Glycolysis occurs, with variations, in nearly all organisms, both aerobic and anaerobic. The wide occurrence of glycolysis indicates that it is one of the most ancient known metabolic pathways. It occurs in the cytosol of the cell.
https://releasingthetruth.wordpress.com/page/2/
Glycolysis (from glycose, an older term for glucose + -lysis degradation) is the metabolic pathway that converts glucose C6H12O6, into pyruvate, CH3COCOO− + H+. The free energy released in this process is used to form the high-energy compounds ATP (adenosine triphosphate) and NADH (reduced nicotinamide adenine dinucleotide).Yeast cells obtain energy under anaerobic conditions using a very similar process called alcoholic fermentation, also referred to as ethanol fermentation, is a biological process in which sugars such as glucose, fructose, and sucrose are converted into cellular energy and thereby produce ethanol and carbon dioxide as metabolic waste products.
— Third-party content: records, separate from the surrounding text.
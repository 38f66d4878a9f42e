use std::time::Duration;

use async_trait::async_trait;
use reqwest::header::{HeaderMap, HeaderValue};
use serde::de::DeserializeOwned;
use tracing::{debug, info, warn};

use crate::config::EvolutionConfig;
use crate::whatsapp::{
    ConnectionStateResponse, CreateInstanceRequest, CreateInstanceResponse, CreatedInstance,
    EvolutionError, QrCode, SendTextRequest, SetWebhookRequest, WebhookSettings, WEBHOOK_EVENTS,
};

/// Outbound WhatsApp messaging
///
/// Services depend on this instead of the concrete client so tests can record sends.
#[async_trait]
pub trait WhatsAppGateway: Send + Sync {
    async fn send_text(&self, instance_name: &str, number: &str, text: &str) -> Result<(), EvolutionError>;
}

/// HTTP client for the Evolution API WhatsApp gateway
#[derive(Clone)]
pub struct EvolutionApiClient {
    client: reqwest::Client,
    base_url: String,
    webhook_url: Option<String>,
}

impl EvolutionApiClient {
    pub fn new(config: &EvolutionConfig, timeout: Duration) -> Result<Self, EvolutionError> {
        let mut headers = HeaderMap::new();
        let api_key =
            HeaderValue::from_str(&config.api_key).map_err(|_| EvolutionError::InvalidApiKey)?;
        headers.insert("apikey", api_key);

        let client = reqwest::Client::builder()
            .default_headers(headers)
            .timeout(timeout)
            .build()?;

        Ok(Self {
            client,
            base_url: config.base_url.clone(),
            webhook_url: config
                .webhook_base_url
                .as_ref()
                .map(|base| format!("{}/api/ai/webhook", base)),
        })
    }

    fn endpoint(&self, path: &str) -> String {
        format!("{}/{}", self.base_url, path)
    }

    async fn parse<T: DeserializeOwned>(response: reqwest::Response) -> Result<T, EvolutionError> {
        let status = response.status();
        if !status.is_success() {
            let body = response.text().await.unwrap_or_default();
            return Err(EvolutionError::Status { status, body });
        }
        Ok(response.json::<T>().await?)
    }

    async fn expect_success(response: reqwest::Response) -> Result<(), EvolutionError> {
        let status = response.status();
        if !status.is_success() {
            let body = response.text().await.unwrap_or_default();
            return Err(EvolutionError::Status { status, body });
        }
        Ok(())
    }

    /// Creates the instance, then points its webhook at this service when a public URL is configured
    pub async fn create_instance(&self, instance_name: &str) -> Result<CreatedInstance, EvolutionError> {
        info!("Creating WhatsApp instance {}", instance_name);
        let response = self
            .client
            .post(self.endpoint("instance/create"))
            .json(&CreateInstanceRequest {
                instance_name,
                qrcode: true,
                integration: "WHATSAPP-BAILEYS",
            })
            .send()
            .await?;
        let created: CreateInstanceResponse = Self::parse(response).await?;

        if let Some(webhook_url) = self.webhook_url.as_deref() {
            if let Err(e) = self.set_webhook(instance_name, webhook_url).await {
                warn!("Webhook setup for instance {} failed: {}", instance_name, e);
            }
        }

        Ok(CreatedInstance {
            token: created.instance_token(),
            instance_name: created.instance.instance_name,
            qrcode: created.qrcode,
        })
    }

    async fn fetch_connect(&self, instance_name: &str) -> Result<QrCode, EvolutionError> {
        let response = self
            .client
            .get(self.endpoint(&format!("instance/connect/{}", instance_name)))
            .send()
            .await?;
        Self::parse(response).await
    }

    /// Starts a session; an unknown instance is created first and the request retried once
    pub async fn connect_instance(&self, instance_name: &str) -> Result<QrCode, EvolutionError> {
        match self.fetch_connect(instance_name).await {
            Err(e) if e.is_not_found() => {
                info!("Instance {} not found on gateway, creating it", instance_name);
                self.create_instance(instance_name).await?;
                self.fetch_connect(instance_name).await
            }
            other => other,
        }
    }

    /// Current pairing QR code of the instance
    pub async fn get_qr_code(&self, instance_name: &str) -> Result<QrCode, EvolutionError> {
        let qr = self.connect_instance(instance_name).await?;
        if qr.base64.is_none() && qr.code.is_none() {
            debug!("Instance {} returned no QR code, probably already paired", instance_name);
        }
        Ok(qr)
    }

    /// Raw gateway state, `open` when the phone is paired
    pub async fn connection_state(&self, instance_name: &str) -> Result<String, EvolutionError> {
        let response = self
            .client
            .get(self.endpoint(&format!("instance/connectionState/{}", instance_name)))
            .send()
            .await?;
        let state: ConnectionStateResponse = Self::parse(response).await?;
        Ok(state.instance.state)
    }

    pub async fn logout_instance(&self, instance_name: &str) -> Result<(), EvolutionError> {
        let response = self
            .client
            .delete(self.endpoint(&format!("instance/logout/{}", instance_name)))
            .send()
            .await?;
        Self::expect_success(response).await
    }

    pub async fn delete_instance(&self, instance_name: &str) -> Result<(), EvolutionError> {
        info!("Deleting WhatsApp instance {}", instance_name);
        let response = self
            .client
            .delete(self.endpoint(&format!("instance/delete/{}", instance_name)))
            .send()
            .await?;
        Self::expect_success(response).await
    }

    pub async fn set_webhook(&self, instance_name: &str, url: &str) -> Result<(), EvolutionError> {
        debug!("Setting webhook of {} to {}", instance_name, url);
        let response = self
            .client
            .post(self.endpoint(&format!("webhook/set/{}", instance_name)))
            .json(&SetWebhookRequest {
                webhook: WebhookSettings {
                    enabled: true,
                    url,
                    webhook_by_events: false,
                    webhook_base64: false,
                    events: &WEBHOOK_EVENTS,
                },
            })
            .send()
            .await?;
        Self::expect_success(response).await
    }
}

#[async_trait]
impl WhatsAppGateway for EvolutionApiClient {
    async fn send_text(&self, instance_name: &str, number: &str, text: &str) -> Result<(), EvolutionError> {
        let response = self
            .client
            .post(self.endpoint(&format!("message/sendText/{}", instance_name)))
            .json(&SendTextRequest { number, text })
            .send()
            .await?;
        Self::expect_success(response).await?;
        info!("Sent WhatsApp message via {} to {}", instance_name, number);
        Ok(())
    }
}

#[cfg(test)]
pub(crate) mod fake {
    use super::*;
    use std::sync::Mutex;

    #[derive(Debug, Clone, PartialEq, Eq)]
    pub struct SentMessage {
        pub instance: String,
        pub number: String,
        pub text: String,
    }

    /// Gateway that records messages instead of sending them
    #[derive(Default)]
    pub struct RecordingGateway {
        pub sent: Mutex<Vec<SentMessage>>,
        pub fail: bool,
    }

    impl RecordingGateway {
        pub fn failing() -> Self {
            Self {
                sent: Mutex::new(Vec::new()),
                fail: true,
            }
        }

        pub fn messages(&self) -> Vec<SentMessage> {
            self.sent.lock().unwrap().clone()
        }
    }

    #[async_trait]
    impl WhatsAppGateway for RecordingGateway {
        async fn send_text(&self, instance_name: &str, number: &str, text: &str) -> Result<(), EvolutionError> {
            if self.fail {
                return Err(EvolutionError::Status {
                    status: reqwest::StatusCode::SERVICE_UNAVAILABLE,
                    body: "gateway down".to_string(),
                });
            }
            self.sent.lock().unwrap().push(SentMessage {
                instance: instance_name.to_string(),
                number: number.to_string(),
                text: text.to_string(),
            });
            Ok(())
        }
    }
}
Glycolysis requires 11 enzymes which degrade glucose to lactic acid (Fig. 2). Alcoholic fermentation follows the same enzymatic pathway for the first 10 steps. The last enzyme of glycolysis, lactate dehydrogenase, is replaced by two enzymes in alcoholic fermentation. These two enzymes, pyruvate decarboxylase and alcoholic dehydrogenase, convert pyruvic acid into carbon dioxide and ethanol in alcoholic fermentation.
The most commonly accepted evolutionary scenario states that organisms first arose in an atmosphere lacking oxygen.1,2 Anaerobic fermentation is supposed to have evolved first and is considered the most ancient pathway for obtaining energy. However, there are several scientific odds against that.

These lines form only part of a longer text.